Dilution therapy + glycyrrhizin

 (): M S before onset

[0038] In all patients, seizure symptoms almost disappeared within 80 days. Compared to the group with dilution therapy only, the remaining three groups with the addition of ozadarel sodium or edaravone or glycyrrhizin monoammodium salt to the dilution therapy all showed significant time to symptom resolution. Shortening was observed. In addition, among the three groups to which the administration of the three therapeutic agents was added, the period until the symptom disappeared was the shortest in the glycyrrhizin monoammodium salt addition group, and the tendency was seen.

[0039] On the other hand, regarding the side effects, in the glycyrrhizin monoammodium salt addition group, the peripheral No side effects were observed in various tests such as blood tests, liver function tests, kidney function tests, and urinalysis.

 [0040] From the above results, the therapeutic agent of the present invention has the effect of promoting the improvement of cerebral infarction symptoms, and has the same or better symptom-improving effect than the existing therapeutic agents ozadarel sodium or edaravone.

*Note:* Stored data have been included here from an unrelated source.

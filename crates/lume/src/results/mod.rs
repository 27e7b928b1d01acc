/*
 *  Copyright 2025 Colliery Software
 *
 *  Licensed under the Apache License, Version 2.0 (the "License");
 *  you may not use this file except in compliance with the License.
 *  You may obtain a copy of the License at
 *
 *      http://www.apache.org/licenses/LICENSE-2.0
 *
 *  Unless required by applicable law or agreed to in writing, software
 *  distributed under the License is distributed on an "AS IS" BASIS,
 *  WITHOUT WARRANTIES OR CONDITIONS OF ANY KIND, either express or implied.
 *  See the License for the specific language governing permissions and
 *  limitations under the License.
 */

//! Simulation result documents.
//!
//! Flow runs produce input/output payloads whose shape depends on the
//! simulation. They are stored as JSON documents keyed by the flow id, next to
//! the relational metadata, and validated only for structural shape: a
//! document must deserialize into one of the [`ResultDocument`] variants.

use async_trait::async_trait;
use chrono::{DateTime, Utc};
use serde::{Deserialize, Serialize};
use thiserror::Error;

use crate::database::DatabaseError;

pub mod document;
pub mod store;

pub use document::{GenericResult, ImpactResult, ResultDocument};
pub use store::DatabaseResultsStore;

#[derive(Debug, Error)]
pub enum ResultsError {
    #[error("Invalid result document: {0}")]
    InvalidDocument(String),

    #[error("No results stored for flow '{flow_id}'")]
    NotFound { flow_id: String },

    #[error("Result serialization failed: {0}")]
    Serialization(#[from] serde_json::Error),

    #[error("Database error: {0}")]
    Database(#[from] diesel::result::Error),

    #[error("Connection pool error: {0}")]
    ConnectionPool(String),
}

impl From<DatabaseError> for ResultsError {
    fn from(err: DatabaseError) -> Self {
        ResultsError::ConnectionPool(err.to_string())
    }
}

/// A document as read back from the store.
#[derive(Debug, Clone, PartialEq, Serialize, Deserialize)]
pub struct StoredResult {
    pub id: i32,
    pub flow_id: String,
    pub created_at: DateTime<Utc>,
    pub document: ResultDocument,
}

/// Storage for result documents.
#[async_trait]
pub trait ResultsStore: Send + Sync {
    /// Stores a document and returns its id.
    async fn insert(&self, document: &ResultDocument) -> Result<i32, ResultsError>;

    /// All documents for a flow, in insertion order. Empty when there are none.
    async fn find(&self, flow_id: &str) -> Result<Vec<StoredResult>, ResultsError>;

    /// The most recently stored document for a flow.
    async fn latest(&self, flow_id: &str) -> Result<StoredResult, ResultsError>;
}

It was confirmed to be seen.

 Also, unlike existing treatments, it was confirmed that it is superior to existing treatments in that it has few side effects.

 Therefore, the therapeutic agent for cerebral infarction of the present invention containing glycyrrhizin monoammonium salt as an active ingredient is particularly effective as a therapeutic agent for lacunar infarction in the acute phase because it has an effect of improving symptoms with almost no side effects.

 Industrial applicability

[0041] The therapeutic agent for cerebral infarction of the present invention has a therapeutic effect equivalent to or higher than that of existing therapeutic agents and has almost no side effects, and therefore, particularly, acute cerebral infarction patients, lacunar infarction patients, In particular, it can be widely provided to the medical industry as an effective treatment for patients with lacunar infarction in the acute phase.

Claims

The scope of the claims  [1] A therapeutic agent for cerebral infarction comprising glycyrrhizin and / or a pharmaceutically acceptable salt thereof as an active ingredient.  [2] The therapeutic agent for cerebral infarction according to claim 1, wherein the pharmaceutically acceptable salt is a monoammodium salt.  3. The therapeutic agent for cerebral infarction according to claim 1 or 2, wherein the cerebral infarction is lacunar infarction.  [4] The therapeutic agent for cerebral infarction according to any one of claims 1 to 3, which is used for acute cerebral infarction.